«(…) Os andaluzes, moçárabes ou não, resistiram durante séculos ao molde
ou arquétipo para o qual os empurraram as espadas dos cristãos do norte. Daí o arrebanhar
de moçárabes para a servidão o perdão de Afonso VI aos toledanos, o combate
ideológico ao rito moçárabe. Daí também a rapidez meteórica com que Giraldo
Sem Pavor e os seus moçárabes se apoderaram de um território tão vasto para
logo se sumir e o próprio Giraldo mudar de campo sem depor as armas...

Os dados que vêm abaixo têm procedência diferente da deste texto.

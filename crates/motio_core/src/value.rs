//! Dynamic animatable values
//!
//! Animations run on plain numbers, but the values they drive can also be
//! strings such as `"10px"`, `"#ff0000"` or `"translateX(4px) scale(2)"`.
//! Mixers in the animation crate decide how two such values interpolate.

use serde::{Deserialize, Serialize};
use std::fmt;

/// A number or a textual value with embedded numbers/colors
#[derive(Clone, Debug, PartialEq, Serialize, Deserialize)]
#[serde(untagged)]
pub enum Value {
    Number(f64),
    Text(String),
}

impl Value {
    /// The value as a number, parsing a numeric prefix of text the way hosts
    /// coerce `"12.5px"` to `12.5`
    pub fn as_number(&self) -> Option<f64> {
        match self {
            Value::Number(n) => Some(*n),
            Value::Text(text) => parse_float(text),
        }
    }

    /// Whether velocity can be tracked for this value
    pub fn is_numeric(&self) -> bool {
        self.as_number().is_some()
    }

    pub fn as_text(&self) -> Option<&str> {
        match self {
            Value::Text(text) => Some(text),
            Value::Number(_) => None,
        }
    }

    pub fn is_number(&self) -> bool {
        matches!(self, Value::Number(_))
    }
}

impl Default for Value {
    fn default() -> Self {
        Value::Number(0.0)
    }
}

impl fmt::Display for Value {
    fn fmt(&self, f: &mut fmt::Formatter<'_>) -> fmt::Result {
        match self {
            Value::Number(n) => write!(f, "{}", n),
            Value::Text(text) => f.write_str(text),
        }
    }
}

impl From<f64> for Value {
    fn from(n: f64) -> Self {
        Value::Number(n)
    }
}

impl From<f32> for Value {
    fn from(n: f32) -> Self {
        Value::Number(n as f64)
    }
}

impl From<i32> for Value {
    fn from(n: i32) -> Self {
        Value::Number(n as f64)
    }
}

impl From<&str> for Value {
    fn from(text: &str) -> Self {
        Value::Text(text.to_string())
    }
}

impl From<String> for Value {
    fn from(text: String) -> Self {
        Value::Text(text)
    }
}

/// Parse the longest leading float in `text`, ignoring leading whitespace.
///
/// Returns `None` when no digits lead the string.
pub fn parse_float(text: &str) -> Option<f64> {
    let text = text.trim_start();
    let bytes = text.as_bytes();
    let mut end = 0;

    if matches!(bytes.first(), Some(b'+') | Some(b'-')) {
        end += 1;
    }

    let int_start = end;
    while end < bytes.len() && bytes[end].is_ascii_digit() {
        end += 1;
    }
    let mut digits = end - int_start;

    if end < bytes.len() && bytes[end] == b'.' {
        let frac_start = end + 1;
        let mut frac_end = frac_start;
        while frac_end < bytes.len() && bytes[frac_end].is_ascii_digit() {
            frac_end += 1;
        }
        if frac_end > frac_start || digits > 0 {
            digits += frac_end - frac_start;
            end = frac_end;
        }
    }

    if digits == 0 {
        return None;
    }

    // Exponent only counts when followed by digits
    if end < bytes.len() && (bytes[end] == b'e' || bytes[end] == b'E') {
        let mut exp_end = end + 1;
        if exp_end < bytes.len() && (bytes[exp_end] == b'+' || bytes[exp_end] == b'-') {
            exp_end += 1;
        }
        let exp_digits_start = exp_end;
        while exp_end < bytes.len() && bytes[exp_end].is_ascii_digit() {
            exp_end += 1;
        }
        if exp_end > exp_digits_start {
            end = exp_end;
        }
    }

    text[..end].parse::<f64>().ok()
}
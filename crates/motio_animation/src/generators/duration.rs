//! Duration discovery for open-ended generators

use super::{AnimationType, Generator, GeneratorOptions};
use crate::easing::Easing;
use std::cell::RefCell;
use std::rc::Rc;

/// Sampling step when searching for a generator's end
pub const GENERATOR_STEP_MS: f64 = 50.0;

/// Generators still running after this long are treated as infinite
pub const MAX_GENERATOR_DURATION_MS: f64 = 20_000.0;

/// Sample `generator` every 50ms until it reports done.
///
/// Returns `f64::INFINITY` if it is still running at the 20s cap, which
/// bounds the search at 400 steps.
pub fn calc_generator_duration(generator: &mut Generator) -> f64 {
    let mut duration = 0.0;
    let mut state = generator.next(duration);

    while !state.done && duration < MAX_GENERATOR_DURATION_MS {
        duration += GENERATOR_STEP_MS;
        state = generator.next(duration);
    }

    if duration >= MAX_GENERATOR_DURATION_MS {
        f64::INFINITY
    } else {
        duration
    }
}

/// Turn a generator into an easing curve plus the duration it needs.
///
/// The generator runs from 0 to `scale`, and the easing samples it at
/// `progress * duration`, so a spring can shape a plain tween segment.
pub fn generator_easing(kind: &AnimationType, options: &GeneratorOptions, scale: f64) -> (Easing, f64) {
    let options = GeneratorOptions {
        keyframes: vec![0.0.into(), scale.into()],
        ..options.clone()
    };
    let mut generator = Generator::build(kind, &options);
    let duration = calc_generator_duration(&mut generator).min(MAX_GENERATOR_DURATION_MS);

    let generator = Rc::new(RefCell::new(generator));
    let easing = Easing::custom(move |progress| {
        let value = generator.borrow_mut().next(duration * progress).value;
        value.as_number().unwrap_or(0.0) / scale
    });

    (easing, duration)
}
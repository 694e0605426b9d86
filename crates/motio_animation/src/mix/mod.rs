//! Two-value mixers
//!
//! A mixer blends a pair of values at progress `p`. Which mixer applies is
//! decided once from the value types:
//!
//! - two numbers mix linearly
//! - two colors mix in linear light ([`color`])
//! - strings with embedded numbers/colors mix token by token ([`complex`])
//! - anything else switches from the first value to the second halfway

pub mod color;
pub mod complex;

pub use color::Rgba;
pub use complex::ComplexValue;
use motio_core::Value;
use std::rc::Rc;

/// Blend function for one pair of values
pub type Mixer = Rc<dyn Fn(f64) -> Value>;

pub fn mix_number(from: f64, to: f64, p: f64) -> f64 {
    from + (to - from) * p
}

/// Round to five decimals, trimming float noise from serialized values
pub fn sanitize(value: f64) -> f64 {
    (value * 100_000.0).round() / 100_000.0
}

/// Serialize a sanitized number the way it appears inside CSS text
pub fn format_number(value: f64) -> String {
    // Adding zero folds -0 into 0
    format!("{}", sanitize(value) + 0.0)
}

/// A mixer that holds `from` until halfway, then switches to `to`
pub fn mix_immediate(from: Value, to: Value) -> Mixer {
    Rc::new(move |p: f64| if p > 0.5 { to.clone() } else { from.clone() })
}

/// Pick the mixer for `from` and `to`
pub fn get_mixer(from: &Value, to: &Value) -> Mixer {
    match (from, to) {
        (Value::Number(a), Value::Number(b)) => {
            let (a, b) = (*a, *b);
            Rc::new(move |p: f64| Value::Number(mix_number(a, b, p))) as Mixer
        }
        (Value::Text(a), Value::Text(b)) => text_mixer(a, b),
        (Value::Number(n), Value::Text(text)) => {
            number_text_mixer(*n, text, false).unwrap_or_else(|| mix_immediate(from.clone(), to.clone()))
        }
        (Value::Text(text), Value::Number(n)) => {
            number_text_mixer(*n, text, true).unwrap_or_else(|| mix_immediate(from.clone(), to.clone()))
        }
    }
}

fn text_mixer(from: &str, to: &str) -> Mixer {
    if from.contains("var(") || to.contains("var(") {
        return mix_immediate(from.into(), to.into());
    }

    if let (Some(a), Some(b)) = (color::Rgba::parse(from), color::Rgba::parse(to)) {
        return Rc::new(move |p: f64| Value::Text(color::mix_rgba(&a, &b, p).to_css()));
    }

    let origin = ComplexValue::parse(from);
    let target = ComplexValue::parse(to);

    // Plain keywords such as "block" and "none" are discrete
    if origin.is_empty() && target.is_empty() {
        return mix_immediate(from.into(), to.into());
    }

    match complex::mix_complex(origin, target) {
        Some(mix) => Rc::new(move |p: f64| Value::Text(mix(p))) as Mixer,
        None => {
            tracing::warn!(
                from,
                to,
                "complex values too different to mix; falling back to an instant switch"
            );
            mix_immediate(from.into(), to.into())
        }
    }
}

/// Mix a bare number against a single-number string such as `"100px"`,
/// keeping the string's units
fn number_text_mixer(number: f64, text: &str, text_first: bool) -> Option<Mixer> {
    let parsed = ComplexValue::parse(text);
    let single = match parsed.numbers().as_slice() {
        [single] if parsed.color_count() == 0 => *single,
        _ => return None,
    };

    let (from, to) = if text_first {
        (single, number)
    } else {
        (number, single)
    };
    let mixer: Mixer = Rc::new(move |p: f64| Value::Text(parsed.render_numbers(&[mix_number(from, to, p)])));
    Some(mixer)
}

No Garbe ou Ocidente não houve extermínios
nem expulsão maciça de mouriscos como ocorreu na Espanha dos Reis Católicos e
de Filipe III (II). Se milhares de muçulmanos e não menor número de cristãos
passaram para Além-Mar; se em Dra tombou Giraldo Sem Pavor e não
esteve só, até um confessor do infante Henrique o irá acompanhar como traidor
em terras agarenas; se a ribeira do Algarve
facilitava a fuga e também alguns assaltos dos mouros da outra banda; milhares
e milhares de berberes, de árabes, de maúlas e de moçárabes ficaram
definitivamente presos no corpo social que é a nosso, navegam no nosso sangue.
Não foi só das mouras desencantadas fecundadas pelos garanhões da Reconquista que nos chegaram cromossomas
árabes e berberes. Sabe-se o que ocorria após a conquista os cristãos ocupavam
a alcáçova ou cidadela como o Cid fez em Valência e aos islamitas que persistiam
nos suas crenças era dado um prazo, geralmente um ano, para se alojarem fora
das muralhas, podendo e devendo conservar as suas herdades. Os moçárabes vencidos
pelos seus correligionários só tinham razões para se afirmarem cristãos. Mas
não só eles. Muitos néscios da Toledo
rendida, segundo Ibne Bassame, renegaram o islamismo e isso aconteceu um
pouco por toda a parte. Os exemplos que nos chegam da aristocracia moura são
abundantes e esclarecedores alguns filhos, nora e netos de Almutâmide
converteram-se ao cristianismo e o mesmo fizeram os filhos sobreviventes de Omar
ibne Alaftas, o rei berbere de Badajoz.
Os defensores da tese de extermínio sabem ler e treslêem: os mouros do Algarve vão pagar ao senhor
cristão os mesmos tributos que pagavam aos chefes muçulmanos; os vassalos
mouros de Faro tornaram-se vassalos do rei cristão. Isto está escrito e
reescrito nas crónicas cristãs. Este não-holocausto, esta não-expulsão
maciça explicam a densidade de topónimos árabes que sobreviveram na Estremadura
portuguesa, no Alentejo e no Algarve, a maior da Península Ibérica. Costa Lobo
salientou já que um dos principais
elementos populacionais da primitiva monarquia portuguesa era de ex-islamitas
que foram diminuindo pela sua incorporação na massa do povo português. Nos
finais do século XV subsistiam ainda mourarias em Santarém, Lisboa, Évora,
Beja, Estremoz, Portalegre, Elvas, Setúbal, Aviz, Faro, Tavira, Loulé e Silves.
Na
Faro de 1439 ainda sessenta a setenta moradores com as suas famílias
eram muçulmanos descendentes dos mouros da conquista.
Também, dos mouros, não ficaram apenas um ou outro escravo ou homens
dos misteres. O que estes últimos se mostraram foi mais relutantes em renegar o
Islão e abraçar a cruz. Fatos, moura de Aviz, que fugiu para Além-Mar nos fins
do século XIV, deixou na sua terra uma casa na mouraria, duas casas na vila,
uma courela no termo, um terço da herdade do Arcediago, 50 vacas, 30 cabras,
sem falar das roupas e alfaias. Na Loulé de 1484 três quartas partes
da terra pertenciam a mouros forros e o terço restante tinha-lhes pertencido
até pouco antes. Mas por que é que se cantaria ainda, no século XVI vicentino, calbi aravi, o meu coração é árabe?»
In António Borges Coelho, Portugal na Espanha Árabe, História, Colecção
Universitária, Editorial Caminho, 1989, ISBN 972-21-0402-0.